November 8, 2012   Koga, N., Tasumi-Koga R., et al., Nature. 491(7423), 222-227. (2012)

Proteins are an enormous molecular achievement: chains of amino acids that fold spontaneously into a precise conformation, time after time, optimized by evolution for their particular function. Yet given the exponential number of contortions possible for any chain of amino acids, dictating a sequence that will fold into a predictable structure has been a daunting task.

Now IPD researchers report that they can do just that. By following a set of rules described in a paper entitled “Principles for designing ideal protein structures“a team from David Baker’s laboratory at the University of Washington in Seattle has designed five proteins from scratch that fold reliably into predicted conformations. In a blind test, the team showed that the synthesized proteins closely match the predicted structures.

Design of Ideal Folded Proteins
This figure shows the Rosetta@home calculated (high energy red and low energy green dots) for two novel protein designs (Fold- I and Fold-II). Their calculated structures match nicely the experimentally determined structures by NMR.

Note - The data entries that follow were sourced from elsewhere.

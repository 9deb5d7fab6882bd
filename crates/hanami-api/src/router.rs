//! Route definitions for the Hanami HTTP API.
//!
//! All routes are mounted under `/api`. Route groups are layered with the
//! permission gate they require; login, registration, and health stay
//! public.

use axum::{
    Router,
    middleware as axum_middleware,
    routing::{delete, get, post, put},
};
use tower_http::cors::CorsLayer;
use tower_http::trace::TraceLayer;

use hanami_entity::user::permission;

use crate::handlers;
use crate::middleware;
use crate::middleware::guard::PermissionGate;
use crate::state::AppState;

/// Build the complete Axum router with all routes and middleware.
pub fn build_router(state: AppState) -> Router {
    let api_routes = Router::new()
        .merge(public_routes())
        .merge(member_routes(&state))
        .merge(admin_routes(&state));

    let cors = build_cors_layer(&state);

    Router::new()
        .nest("/api", api_routes)
        .layer(TraceLayer::new_for_http())
        .layer(cors)
        .layer(axum_middleware::from_fn(
            middleware::logging::request_logging,
        ))
        .with_state(state)
}

/// Endpoints that require no token: login, registration, health.
fn public_routes() -> Router<AppState> {
    Router::new()
        .route("/auth/login", post(handlers::auth::login))
        .route("/auth/register", post(handlers::auth::register))
        .route("/health", get(handlers::health::health))
}

/// Endpoints open to any authenticated member.
fn member_routes(state: &AppState) -> Router<AppState> {
    let gate = PermissionGate::new(state.tokens.clone(), permission::MEMBER);

    Router::new()
        .route("/auth/me", get(handlers::auth::me))
        .route("/users/me/avatar", put(handlers::user::update_avatar))
        .layer(axum_middleware::from_fn_with_state(
            gate,
            middleware::guard::require_permission,
        ))
}

/// Administrator-only endpoints.
fn admin_routes(state: &AppState) -> Router<AppState> {
    let gate = PermissionGate::new(state.tokens.clone(), permission::ADMIN);

    Router::new()
        .route("/users", get(handlers::user::list_users))
        .route(
            "/users/{id}/permission",
            put(handlers::user::change_permission),
        )
        .route("/users/{id}", delete(handlers::user::delete_user))
        .layer(axum_middleware::from_fn_with_state(
            gate,
            middleware::guard::require_permission,
        ))
}

/// Build CORS layer from configuration.
fn build_cors_layer(state: &AppState) -> CorsLayer {
    use axum::http::{HeaderValue, Method};
    use tower_http::cors::Any;

    let cors_config = &state.config.server.cors;

    let mut cors = CorsLayer::new();

    if cors_config.allowed_origins.contains(&"*".to_string()) {
        cors = cors.allow_origin(Any).allow_headers(Any);
    } else {
        let origins: Vec<HeaderValue> = cors_config
            .allowed_origins
            .iter()
            .filter_map(|o| o.parse().ok())
            .collect();
        cors = cors
            .allow_origin(origins)
            .allow_headers([axum::http::header::AUTHORIZATION, axum::http::header::CONTENT_TYPE]);
    }

    let methods: Vec<Method> = cors_config
        .allowed_methods
        .iter()
        .filter_map(|m| m.parse().ok())
        .collect();
    cors = cors.allow_methods(methods);

    cors.max_age(std::time::Duration::from_secs(cors_config.max_age_seconds))
}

One might wonder how designing a new protein from scratch could be better than starting with natural proteins, given the head start that nature has in evolving effective functions and stable conformations. In fact, evolution has honed the structures of many proteins so precisely that it can be difficult to get the backbone to budge into another conformation to accommodate a new function, Baker says. “This paper provides the opportunity to design the structure and function at the same time,” says Baker. “Rather than taking an already existing scaffold, now you can design a backbone to order for exactly the function you want to carry out.” That will be the next step — incorporating function into the designs.